_Exercise prompt_: The required output is all lines below that contain the word "TraceSegment".

_Dataset records_:
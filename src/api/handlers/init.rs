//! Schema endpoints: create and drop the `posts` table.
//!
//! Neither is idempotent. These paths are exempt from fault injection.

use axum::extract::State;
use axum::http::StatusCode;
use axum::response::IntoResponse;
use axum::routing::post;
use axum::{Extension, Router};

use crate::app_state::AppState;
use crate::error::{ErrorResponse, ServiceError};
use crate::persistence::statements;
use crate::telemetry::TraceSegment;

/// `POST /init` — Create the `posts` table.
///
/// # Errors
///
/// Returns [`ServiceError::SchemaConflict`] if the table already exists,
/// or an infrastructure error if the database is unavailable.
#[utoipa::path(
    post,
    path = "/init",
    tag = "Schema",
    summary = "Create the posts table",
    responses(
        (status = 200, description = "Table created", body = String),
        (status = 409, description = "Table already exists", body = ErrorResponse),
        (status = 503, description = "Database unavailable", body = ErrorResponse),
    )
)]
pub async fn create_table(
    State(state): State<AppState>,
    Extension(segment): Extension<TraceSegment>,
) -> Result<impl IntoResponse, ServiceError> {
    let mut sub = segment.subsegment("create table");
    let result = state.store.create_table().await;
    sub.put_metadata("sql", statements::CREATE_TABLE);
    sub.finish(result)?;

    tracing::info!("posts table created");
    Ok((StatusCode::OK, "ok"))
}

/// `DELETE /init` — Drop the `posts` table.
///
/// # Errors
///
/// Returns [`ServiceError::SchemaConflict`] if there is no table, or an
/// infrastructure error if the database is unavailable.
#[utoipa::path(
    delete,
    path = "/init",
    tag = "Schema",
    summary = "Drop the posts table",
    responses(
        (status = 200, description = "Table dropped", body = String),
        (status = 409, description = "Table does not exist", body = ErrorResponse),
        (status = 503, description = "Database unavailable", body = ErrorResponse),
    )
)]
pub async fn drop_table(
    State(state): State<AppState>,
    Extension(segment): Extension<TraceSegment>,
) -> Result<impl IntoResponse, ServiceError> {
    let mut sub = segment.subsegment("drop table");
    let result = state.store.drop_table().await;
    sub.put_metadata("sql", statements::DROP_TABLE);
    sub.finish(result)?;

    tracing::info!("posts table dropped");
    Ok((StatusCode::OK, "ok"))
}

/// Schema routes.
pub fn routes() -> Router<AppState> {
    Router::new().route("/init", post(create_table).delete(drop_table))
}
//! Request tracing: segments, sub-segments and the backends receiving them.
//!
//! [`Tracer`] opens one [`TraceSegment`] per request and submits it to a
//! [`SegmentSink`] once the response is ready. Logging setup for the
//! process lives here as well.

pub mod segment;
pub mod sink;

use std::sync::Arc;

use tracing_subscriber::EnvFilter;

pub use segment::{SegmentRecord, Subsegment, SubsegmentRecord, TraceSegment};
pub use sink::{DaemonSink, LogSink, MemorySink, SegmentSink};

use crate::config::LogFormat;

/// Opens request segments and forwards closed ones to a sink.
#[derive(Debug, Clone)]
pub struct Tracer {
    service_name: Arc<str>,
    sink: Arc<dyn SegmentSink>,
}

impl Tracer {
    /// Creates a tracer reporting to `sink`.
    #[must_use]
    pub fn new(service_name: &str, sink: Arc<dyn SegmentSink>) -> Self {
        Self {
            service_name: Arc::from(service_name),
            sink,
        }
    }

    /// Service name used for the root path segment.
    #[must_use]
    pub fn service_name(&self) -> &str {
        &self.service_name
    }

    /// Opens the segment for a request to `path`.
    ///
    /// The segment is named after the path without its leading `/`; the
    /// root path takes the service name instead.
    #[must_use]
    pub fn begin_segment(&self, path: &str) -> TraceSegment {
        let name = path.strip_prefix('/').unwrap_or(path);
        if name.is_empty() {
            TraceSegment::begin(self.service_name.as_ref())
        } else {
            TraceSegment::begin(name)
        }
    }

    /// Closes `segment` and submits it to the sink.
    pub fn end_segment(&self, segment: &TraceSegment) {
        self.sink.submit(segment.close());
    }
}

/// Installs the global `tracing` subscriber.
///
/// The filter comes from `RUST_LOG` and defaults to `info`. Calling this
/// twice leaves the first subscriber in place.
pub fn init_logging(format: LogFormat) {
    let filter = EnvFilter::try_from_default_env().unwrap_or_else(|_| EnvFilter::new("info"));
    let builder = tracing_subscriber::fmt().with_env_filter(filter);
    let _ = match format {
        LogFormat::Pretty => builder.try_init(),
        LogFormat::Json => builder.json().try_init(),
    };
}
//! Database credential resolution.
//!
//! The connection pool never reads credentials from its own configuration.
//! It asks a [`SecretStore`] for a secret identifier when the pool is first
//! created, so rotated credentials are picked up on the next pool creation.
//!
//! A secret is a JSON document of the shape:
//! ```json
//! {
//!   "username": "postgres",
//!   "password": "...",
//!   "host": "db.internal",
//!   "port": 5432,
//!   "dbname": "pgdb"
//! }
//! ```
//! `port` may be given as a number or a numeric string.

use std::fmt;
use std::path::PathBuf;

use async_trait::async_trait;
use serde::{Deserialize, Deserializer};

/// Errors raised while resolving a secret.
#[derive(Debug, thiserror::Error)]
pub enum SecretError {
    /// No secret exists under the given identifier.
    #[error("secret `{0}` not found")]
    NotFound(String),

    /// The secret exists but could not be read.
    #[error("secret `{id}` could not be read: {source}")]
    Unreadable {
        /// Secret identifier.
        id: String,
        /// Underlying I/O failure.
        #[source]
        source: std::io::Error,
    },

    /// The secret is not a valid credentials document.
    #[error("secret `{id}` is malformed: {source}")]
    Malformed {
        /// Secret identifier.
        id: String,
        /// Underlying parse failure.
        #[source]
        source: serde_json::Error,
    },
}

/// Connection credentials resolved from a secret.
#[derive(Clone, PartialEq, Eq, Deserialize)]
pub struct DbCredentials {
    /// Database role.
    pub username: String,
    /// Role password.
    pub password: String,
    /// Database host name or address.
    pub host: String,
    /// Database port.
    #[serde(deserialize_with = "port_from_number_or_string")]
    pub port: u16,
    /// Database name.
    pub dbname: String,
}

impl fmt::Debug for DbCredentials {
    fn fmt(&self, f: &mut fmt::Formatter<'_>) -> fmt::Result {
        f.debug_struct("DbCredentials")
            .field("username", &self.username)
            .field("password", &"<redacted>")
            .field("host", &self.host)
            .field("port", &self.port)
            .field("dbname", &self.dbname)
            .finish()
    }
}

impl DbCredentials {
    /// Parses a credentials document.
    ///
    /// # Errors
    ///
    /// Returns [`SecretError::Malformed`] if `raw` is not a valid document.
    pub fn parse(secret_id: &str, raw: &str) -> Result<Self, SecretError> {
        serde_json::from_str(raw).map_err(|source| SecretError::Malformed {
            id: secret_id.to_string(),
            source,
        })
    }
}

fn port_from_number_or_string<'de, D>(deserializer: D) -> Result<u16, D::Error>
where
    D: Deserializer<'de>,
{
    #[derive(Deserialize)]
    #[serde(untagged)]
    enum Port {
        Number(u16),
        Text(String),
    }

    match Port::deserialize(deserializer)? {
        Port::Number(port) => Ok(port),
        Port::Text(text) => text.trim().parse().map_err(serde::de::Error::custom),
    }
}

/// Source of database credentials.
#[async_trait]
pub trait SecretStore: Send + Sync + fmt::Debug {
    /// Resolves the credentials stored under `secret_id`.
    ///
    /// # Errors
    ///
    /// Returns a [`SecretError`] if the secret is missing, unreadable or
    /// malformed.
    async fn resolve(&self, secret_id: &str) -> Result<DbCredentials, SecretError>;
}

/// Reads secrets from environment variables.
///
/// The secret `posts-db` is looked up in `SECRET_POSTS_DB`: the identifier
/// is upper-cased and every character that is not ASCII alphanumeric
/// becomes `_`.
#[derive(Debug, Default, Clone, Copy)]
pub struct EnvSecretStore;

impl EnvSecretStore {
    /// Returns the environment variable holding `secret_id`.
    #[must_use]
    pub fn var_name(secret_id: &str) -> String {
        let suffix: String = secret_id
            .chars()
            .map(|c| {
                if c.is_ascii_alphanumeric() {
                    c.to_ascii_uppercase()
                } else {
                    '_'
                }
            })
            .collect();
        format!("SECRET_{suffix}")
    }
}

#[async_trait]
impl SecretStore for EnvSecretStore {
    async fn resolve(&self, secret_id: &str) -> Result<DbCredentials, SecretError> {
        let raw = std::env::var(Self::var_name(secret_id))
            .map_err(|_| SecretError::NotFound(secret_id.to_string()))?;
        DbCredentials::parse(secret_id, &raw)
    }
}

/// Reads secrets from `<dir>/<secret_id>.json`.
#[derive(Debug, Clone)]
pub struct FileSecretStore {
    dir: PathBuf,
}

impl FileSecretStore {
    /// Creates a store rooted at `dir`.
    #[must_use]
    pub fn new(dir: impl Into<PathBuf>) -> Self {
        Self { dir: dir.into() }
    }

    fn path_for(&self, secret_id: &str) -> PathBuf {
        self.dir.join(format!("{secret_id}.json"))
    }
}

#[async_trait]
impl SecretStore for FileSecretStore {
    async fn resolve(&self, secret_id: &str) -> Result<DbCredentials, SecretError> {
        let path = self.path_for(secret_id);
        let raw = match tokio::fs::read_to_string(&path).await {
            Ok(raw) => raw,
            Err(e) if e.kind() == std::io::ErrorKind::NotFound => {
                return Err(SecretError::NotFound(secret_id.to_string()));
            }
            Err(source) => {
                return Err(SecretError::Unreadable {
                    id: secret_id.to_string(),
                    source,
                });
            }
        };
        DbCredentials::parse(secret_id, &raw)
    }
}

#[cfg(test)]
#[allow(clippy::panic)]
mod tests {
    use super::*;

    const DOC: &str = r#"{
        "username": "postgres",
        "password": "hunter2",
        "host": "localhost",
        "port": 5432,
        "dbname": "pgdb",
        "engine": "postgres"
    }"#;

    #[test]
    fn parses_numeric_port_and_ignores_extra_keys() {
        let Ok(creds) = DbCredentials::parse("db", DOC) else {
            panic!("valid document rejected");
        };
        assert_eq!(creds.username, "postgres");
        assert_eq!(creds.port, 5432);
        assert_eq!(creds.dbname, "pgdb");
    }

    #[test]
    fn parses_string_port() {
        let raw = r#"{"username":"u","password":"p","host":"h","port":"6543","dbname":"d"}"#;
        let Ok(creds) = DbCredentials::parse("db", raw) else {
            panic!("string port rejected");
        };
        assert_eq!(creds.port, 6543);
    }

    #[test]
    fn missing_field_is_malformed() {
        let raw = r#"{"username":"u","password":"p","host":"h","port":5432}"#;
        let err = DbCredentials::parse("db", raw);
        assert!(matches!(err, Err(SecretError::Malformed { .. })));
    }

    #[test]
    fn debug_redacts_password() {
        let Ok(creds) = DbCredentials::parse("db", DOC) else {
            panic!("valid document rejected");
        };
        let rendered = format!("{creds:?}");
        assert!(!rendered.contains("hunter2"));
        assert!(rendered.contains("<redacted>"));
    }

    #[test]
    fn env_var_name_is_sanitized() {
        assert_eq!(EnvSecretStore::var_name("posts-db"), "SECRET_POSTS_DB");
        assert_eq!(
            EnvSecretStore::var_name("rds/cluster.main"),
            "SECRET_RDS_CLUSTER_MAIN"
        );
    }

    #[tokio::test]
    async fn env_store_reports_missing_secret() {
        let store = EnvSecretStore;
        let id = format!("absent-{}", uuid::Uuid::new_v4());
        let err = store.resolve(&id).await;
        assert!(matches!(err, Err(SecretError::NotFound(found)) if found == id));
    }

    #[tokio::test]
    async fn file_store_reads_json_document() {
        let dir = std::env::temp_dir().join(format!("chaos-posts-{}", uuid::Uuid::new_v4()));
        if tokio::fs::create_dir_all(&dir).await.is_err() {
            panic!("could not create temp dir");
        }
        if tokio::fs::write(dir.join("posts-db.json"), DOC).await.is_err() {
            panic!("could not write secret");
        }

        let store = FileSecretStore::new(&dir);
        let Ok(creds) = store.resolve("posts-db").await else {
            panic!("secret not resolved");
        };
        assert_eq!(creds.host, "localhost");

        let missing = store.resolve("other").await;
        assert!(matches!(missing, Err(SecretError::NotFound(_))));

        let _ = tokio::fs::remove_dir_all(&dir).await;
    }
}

_Exercise response_:
use crate::telemetry::TraceSegment;
    Extension(segment): Extension<TraceSegment>,
    Extension(segment): Extension<TraceSegment>,
//! [`Tracer`] opens one [`TraceSegment`] per request and submits it to a
pub use segment::{SegmentRecord, Subsegment, SubsegmentRecord, TraceSegment};
    pub fn begin_segment(&self, path: &str) -> TraceSegment {
            TraceSegment::begin(self.service_name.as_ref())
            TraceSegment::begin(name)
    pub fn end_segment(&self, segment: &TraceSegment) {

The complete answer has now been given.